SUPPLIED DATA
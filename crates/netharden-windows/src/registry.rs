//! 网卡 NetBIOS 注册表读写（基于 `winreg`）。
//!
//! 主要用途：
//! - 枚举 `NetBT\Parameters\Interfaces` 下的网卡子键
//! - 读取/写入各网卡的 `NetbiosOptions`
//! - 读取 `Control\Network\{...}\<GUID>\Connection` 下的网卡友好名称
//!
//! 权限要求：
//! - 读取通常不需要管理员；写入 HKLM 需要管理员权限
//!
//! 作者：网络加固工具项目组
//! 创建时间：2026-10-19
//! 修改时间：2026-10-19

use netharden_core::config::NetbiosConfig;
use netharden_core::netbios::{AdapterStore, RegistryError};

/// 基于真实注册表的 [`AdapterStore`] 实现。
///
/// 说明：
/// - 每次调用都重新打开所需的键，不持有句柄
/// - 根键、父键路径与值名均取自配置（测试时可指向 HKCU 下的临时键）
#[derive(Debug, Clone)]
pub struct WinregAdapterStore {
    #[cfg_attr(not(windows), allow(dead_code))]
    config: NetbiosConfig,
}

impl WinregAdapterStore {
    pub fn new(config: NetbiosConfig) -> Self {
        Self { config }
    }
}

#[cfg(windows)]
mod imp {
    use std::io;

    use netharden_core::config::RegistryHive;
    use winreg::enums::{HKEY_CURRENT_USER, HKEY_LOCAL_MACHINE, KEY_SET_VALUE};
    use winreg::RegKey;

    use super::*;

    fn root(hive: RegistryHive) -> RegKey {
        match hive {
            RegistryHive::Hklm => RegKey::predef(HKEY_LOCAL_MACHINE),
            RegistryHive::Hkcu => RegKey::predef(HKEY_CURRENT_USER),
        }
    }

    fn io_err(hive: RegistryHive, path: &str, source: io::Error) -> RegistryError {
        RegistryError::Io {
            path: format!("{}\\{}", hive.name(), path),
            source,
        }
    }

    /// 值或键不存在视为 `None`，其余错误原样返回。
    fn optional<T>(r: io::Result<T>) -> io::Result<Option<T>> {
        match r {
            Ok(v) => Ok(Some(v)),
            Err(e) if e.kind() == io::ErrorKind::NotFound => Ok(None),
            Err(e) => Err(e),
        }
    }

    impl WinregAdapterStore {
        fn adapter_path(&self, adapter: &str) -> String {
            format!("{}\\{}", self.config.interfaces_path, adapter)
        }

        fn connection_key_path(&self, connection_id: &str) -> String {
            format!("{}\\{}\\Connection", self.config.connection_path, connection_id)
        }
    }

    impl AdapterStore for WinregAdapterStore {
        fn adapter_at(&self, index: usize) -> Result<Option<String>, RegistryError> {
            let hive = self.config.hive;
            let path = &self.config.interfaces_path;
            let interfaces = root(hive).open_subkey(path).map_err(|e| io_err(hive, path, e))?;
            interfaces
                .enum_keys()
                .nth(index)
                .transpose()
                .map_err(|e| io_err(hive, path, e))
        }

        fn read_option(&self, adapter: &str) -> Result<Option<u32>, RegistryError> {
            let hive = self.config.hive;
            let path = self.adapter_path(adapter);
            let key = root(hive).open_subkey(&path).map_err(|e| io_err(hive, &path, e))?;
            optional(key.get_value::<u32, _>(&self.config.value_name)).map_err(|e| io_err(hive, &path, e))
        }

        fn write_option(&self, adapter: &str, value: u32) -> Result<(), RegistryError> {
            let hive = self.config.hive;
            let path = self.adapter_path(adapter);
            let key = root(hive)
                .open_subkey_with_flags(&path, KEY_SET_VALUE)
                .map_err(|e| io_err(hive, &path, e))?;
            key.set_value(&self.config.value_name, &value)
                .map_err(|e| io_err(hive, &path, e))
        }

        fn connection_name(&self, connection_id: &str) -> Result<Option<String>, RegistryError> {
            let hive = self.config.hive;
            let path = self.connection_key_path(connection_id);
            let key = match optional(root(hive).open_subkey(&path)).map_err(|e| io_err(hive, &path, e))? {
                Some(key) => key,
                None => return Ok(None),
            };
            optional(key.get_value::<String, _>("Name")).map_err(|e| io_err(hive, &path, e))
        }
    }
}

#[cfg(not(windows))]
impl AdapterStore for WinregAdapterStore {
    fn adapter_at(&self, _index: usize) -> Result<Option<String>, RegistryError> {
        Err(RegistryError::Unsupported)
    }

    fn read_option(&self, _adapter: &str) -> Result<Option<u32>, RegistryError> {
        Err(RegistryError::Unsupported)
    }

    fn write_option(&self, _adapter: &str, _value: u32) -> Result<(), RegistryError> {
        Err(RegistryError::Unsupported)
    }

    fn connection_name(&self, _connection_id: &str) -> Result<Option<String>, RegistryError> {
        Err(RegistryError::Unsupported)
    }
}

* * *

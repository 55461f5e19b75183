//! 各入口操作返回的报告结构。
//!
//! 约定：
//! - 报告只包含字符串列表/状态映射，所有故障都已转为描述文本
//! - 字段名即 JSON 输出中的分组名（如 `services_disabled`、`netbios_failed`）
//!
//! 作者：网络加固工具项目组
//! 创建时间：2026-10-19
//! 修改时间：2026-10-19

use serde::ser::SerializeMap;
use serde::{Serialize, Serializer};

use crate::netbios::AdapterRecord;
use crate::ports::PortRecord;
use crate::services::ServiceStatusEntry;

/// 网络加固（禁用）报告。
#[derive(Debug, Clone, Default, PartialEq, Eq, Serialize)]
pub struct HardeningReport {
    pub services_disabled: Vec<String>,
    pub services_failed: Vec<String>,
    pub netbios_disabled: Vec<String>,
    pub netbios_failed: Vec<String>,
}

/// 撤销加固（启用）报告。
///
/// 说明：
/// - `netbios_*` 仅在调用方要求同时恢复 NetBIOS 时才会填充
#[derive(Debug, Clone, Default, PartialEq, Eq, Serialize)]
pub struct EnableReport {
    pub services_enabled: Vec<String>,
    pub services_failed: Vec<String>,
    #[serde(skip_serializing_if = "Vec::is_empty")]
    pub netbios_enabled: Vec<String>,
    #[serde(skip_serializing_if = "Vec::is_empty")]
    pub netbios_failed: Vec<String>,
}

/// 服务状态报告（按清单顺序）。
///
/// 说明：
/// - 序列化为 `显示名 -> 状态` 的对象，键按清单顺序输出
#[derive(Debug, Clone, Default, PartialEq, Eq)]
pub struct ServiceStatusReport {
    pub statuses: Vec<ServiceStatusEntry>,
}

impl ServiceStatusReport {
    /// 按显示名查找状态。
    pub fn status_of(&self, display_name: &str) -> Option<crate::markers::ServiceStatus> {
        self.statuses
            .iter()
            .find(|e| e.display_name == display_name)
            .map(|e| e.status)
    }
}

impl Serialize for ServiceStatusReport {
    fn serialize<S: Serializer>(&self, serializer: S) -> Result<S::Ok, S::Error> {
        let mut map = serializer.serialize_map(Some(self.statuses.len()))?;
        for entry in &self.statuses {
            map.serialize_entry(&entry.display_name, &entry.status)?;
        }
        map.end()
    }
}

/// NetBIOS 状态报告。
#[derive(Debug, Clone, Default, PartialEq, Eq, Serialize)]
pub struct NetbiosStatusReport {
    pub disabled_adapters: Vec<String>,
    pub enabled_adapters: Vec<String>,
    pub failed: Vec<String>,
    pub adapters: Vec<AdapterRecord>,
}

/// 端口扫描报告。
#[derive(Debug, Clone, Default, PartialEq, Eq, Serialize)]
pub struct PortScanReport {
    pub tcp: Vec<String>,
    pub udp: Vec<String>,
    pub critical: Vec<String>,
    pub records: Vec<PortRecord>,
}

TASK REQUIREMENTS
Each line above from the one with "filename crates/netharden-windows/src/registry.rs" up to and including the one with "pub struct WinregAdapterStore" must be set down exactly, and no line outside that span may appear.

RESULT
filename crates/netharden-windows/src/registry.rs
//! 网卡 NetBIOS 注册表读写（基于 `winreg`）。
//!
//! 主要用途：
//! - 枚举 `NetBT\Parameters\Interfaces` 下的网卡子键
//! - 读取/写入各网卡的 `NetbiosOptions`
//! - 读取 `Control\Network\{...}\<GUID>\Connection` 下的网卡友好名称
//!
//! 权限要求：
//! - 读取通常不需要管理员；写入 HKLM 需要管理员权限
//!
//! 作者：网络加固工具项目组
//! 创建时间：2026-10-19
//! 修改时间：2026-10-19

use netharden_core::config::NetbiosConfig;
use netharden_core::netbios::{AdapterStore, RegistryError};

/// 基于真实注册表的 [`AdapterStore`] 实现。
///
/// 说明：
/// - 每次调用都重新打开所需的键，不持有句柄
/// - 根键、父键路径与值名均取自配置（测试时可指向 HKCU 下的临时键）
#[derive(Debug, Clone)]
pub struct WinregAdapterStore {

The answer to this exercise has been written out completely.